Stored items
━━━

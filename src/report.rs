use std::fs::File;
use std::io::{BufWriter, Write};
use std::path::Path;

use anyhow::{Context, Result};
use log::info;

use crate::data::model::PriceCatalog;

const COLUMN_TITLES: [&str; 6] = [
    "Номер",
    "Название",
    "Цена",
    "Фасовка",
    "Файл",
    "Цена за кг.",
];

/// Write the whole catalog as an HTML table to `path`, replacing any
/// existing file.
pub fn export_html(catalog: &PriceCatalog, path: &Path) -> Result<()> {
    let file = File::create(path).with_context(|| format!("creating {}", path.display()))?;
    let mut out = BufWriter::new(file);
    render_html(catalog, &mut out).with_context(|| format!("writing {}", path.display()))?;
    out.flush().with_context(|| format!("flushing {}", path.display()))?;
    info!("exported {} records to {}", catalog.len(), path.display());
    Ok(())
}

/// Render one row per record, numbered from 1, in catalog order.
pub fn render_html<W: Write>(catalog: &PriceCatalog, out: &mut W) -> std::io::Result<()> {
    writeln!(out, "<!DOCTYPE html>")?;
    writeln!(out, "<html>")?;
    writeln!(out, "<head>")?;
    writeln!(out, "    <meta charset=\"utf-8\">")?;
    writeln!(out, "    <title>Позиции продуктов</title>")?;
    writeln!(out, "</head>")?;
    writeln!(out, "<body>")?;
    writeln!(out, "    <table border=\"1\">")?;

    writeln!(out, "        <tr>")?;
    for title in COLUMN_TITLES {
        writeln!(out, "            <th>{title}</th>")?;
    }
    writeln!(out, "        </tr>")?;

    for (idx, rec) in catalog.records().iter().enumerate() {
        let cells = [
            (idx + 1).to_string(),
            escape(&rec.product),
            format_number(rec.price),
            format_number(rec.weight),
            escape(&rec.source_file),
            format!("{:.2}", rec.price_per_kg),
        ];
        writeln!(out, "        <tr>")?;
        for cell in &cells {
            writeln!(out, "            <td>{cell}</td>")?;
        }
        writeln!(out, "        </tr>")?;
    }

    writeln!(out, "    </table>")?;
    writeln!(out, "</body>")?;
    writeln!(out, "</html>")?;
    Ok(())
}

/// Plain number text: whole values keep one decimal (`50.0`), others use
/// the shortest round-trip form (`12.5`). Magnitudes outside
/// `[1e-4, 1e16)` switch to exponent form with a signed, two-digit
/// exponent (`1e+16`, `2.5e-05`).
pub fn format_number(v: f64) -> String {
    if v.is_nan() {
        return "nan".to_string();
    }
    if v == f64::INFINITY {
        return "inf".to_string();
    }
    if v == f64::NEG_INFINITY {
        return "-inf".to_string();
    }

    let sci = format!("{v:e}");
    let (mantissa, exp) = sci.split_once('e').unwrap_or((sci.as_str(), "0"));
    let exp: i32 = exp.parse().unwrap_or(0);

    if v != 0.0 && !(-4..16).contains(&exp) {
        let sign = if exp < 0 { '-' } else { '+' };
        format!("{mantissa}e{sign}{:02}", exp.abs())
    } else if v.fract() == 0.0 {
        format!("{v:.1}")
    } else {
        format!("{v}")
    }
}

fn escape(text: &str) -> String {
    let mut escaped = String::with_capacity(text.len());
    for c in text.chars() {
        match c {
            '&' => escaped.push_str("&amp;"),
            '<' => escaped.push_str("&lt;"),
            '>' => escaped.push_str("&gt;"),
            '"' => escaped.push_str("&quot;"),
            '\'' => escaped.push_str("&#x27;"),
            _ => escaped.push(c),
        }
    }
    escaped
}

━━━

▸ WORK TASK
Word for word, transcribe all of the records.

▸ RESPONSE BELOW
filename src/report.rs
use std::fs::File;
use std::io::{BufWriter, Write};
use std::path::Path;

use anyhow::{Context, Result};
use log::info;

use crate::data::model::PriceCatalog;

const COLUMN_TITLES: [&str; 6] = [
    "Номер",
    "Название",
    "Цена",
    "Фасовка",
    "Файл",
    "Цена за кг.",
];

/// Write the whole catalog as an HTML table to `path`, replacing any
/// existing file.
pub fn export_html(catalog: &PriceCatalog, path: &Path) -> Result<()> {
    let file = File::create(path).with_context(|| format!("creating {}", path.display()))?;
    let mut out = BufWriter::new(file);
    render_html(catalog, &mut out).with_context(|| format!("writing {}", path.display()))?;
    out.flush().with_context(|| format!("flushing {}", path.display()))?;
    info!("exported {} records to {}", catalog.len(), path.display());
    Ok(())
}

/// Render one row per record, numbered from 1, in catalog order.
pub fn render_html<W: Write>(catalog: &PriceCatalog, out: &mut W) -> std::io::Result<()> {
    writeln!(out, "<!DOCTYPE html>")?;
    writeln!(out, "<html>")?;
    writeln!(out, "<head>")?;
    writeln!(out, "    <meta charset=\"utf-8\">")?;
    writeln!(out, "    <title>Позиции продуктов</title>")?;
    writeln!(out, "</head>")?;
    writeln!(out, "<body>")?;
    writeln!(out, "    <table border=\"1\">")?;

    writeln!(out, "        <tr>")?;
    for title in COLUMN_TITLES {
        writeln!(out, "            <th>{title}</th>")?;
    }
    writeln!(out, "        </tr>")?;

    for (idx, rec) in catalog.records().iter().enumerate() {
        let cells = [
            (idx + 1).to_string(),
            escape(&rec.product),
            format_number(rec.price),
            format_number(rec.weight),
            escape(&rec.source_file),
            format!("{:.2}", rec.price_per_kg),
        ];
        writeln!(out, "        <tr>")?;
        for cell in &cells {
            writeln!(out, "            <td>{cell}</td>")?;
        }
        writeln!(out, "        </tr>")?;
    }

    writeln!(out, "    </table>")?;
    writeln!(out, "</body>")?;
    writeln!(out, "</html>")?;
    Ok(())
}

/// Plain number text: whole values keep one decimal (`50.0`), others use
/// the shortest round-trip form (`12.5`). Magnitudes outside
/// `[1e-4, 1e16)` switch to exponent form with a signed, two-digit
/// exponent (`1e+16`, `2.5e-05`).
pub fn format_number(v: f64) -> String {
    if v.is_nan() {
        return "nan".to_string();
    }
    if v == f64::INFINITY {
        return "inf".to_string();
    }
    if v == f64::NEG_INFINITY {
        return "-inf".to_string();
    }

    let sci = format!("{v:e}");
    let (mantissa, exp) = sci.split_once('e').unwrap_or((sci.as_str(), "0"));
    let exp: i32 = exp.parse().unwrap_or(0);

    if v != 0.0 && !(-4..16).contains(&exp) {
        let sign = if exp < 0 { '-' } else { '+' };
        format!("{mantissa}e{sign}{:02}", exp.abs())
    } else if v.fract() == 0.0 {
        format!("{v:.1}")
    } else {
        format!("{v}")
    }
}

fn escape(text: &str) -> String {
    let mut escaped = String::with_capacity(text.len());
    for c in text.chars() {
        match c {
            '&' => escaped.push_str("&amp;"),
            '<' => escaped.push_str("&lt;"),
            '>' => escaped.push_str("&gt;"),
            '"' => escaped.push_str("&quot;"),
            '\'' => escaped.push_str("&#x27;"),
            _ => escaped.push(c),
        }
    }
    escaped
}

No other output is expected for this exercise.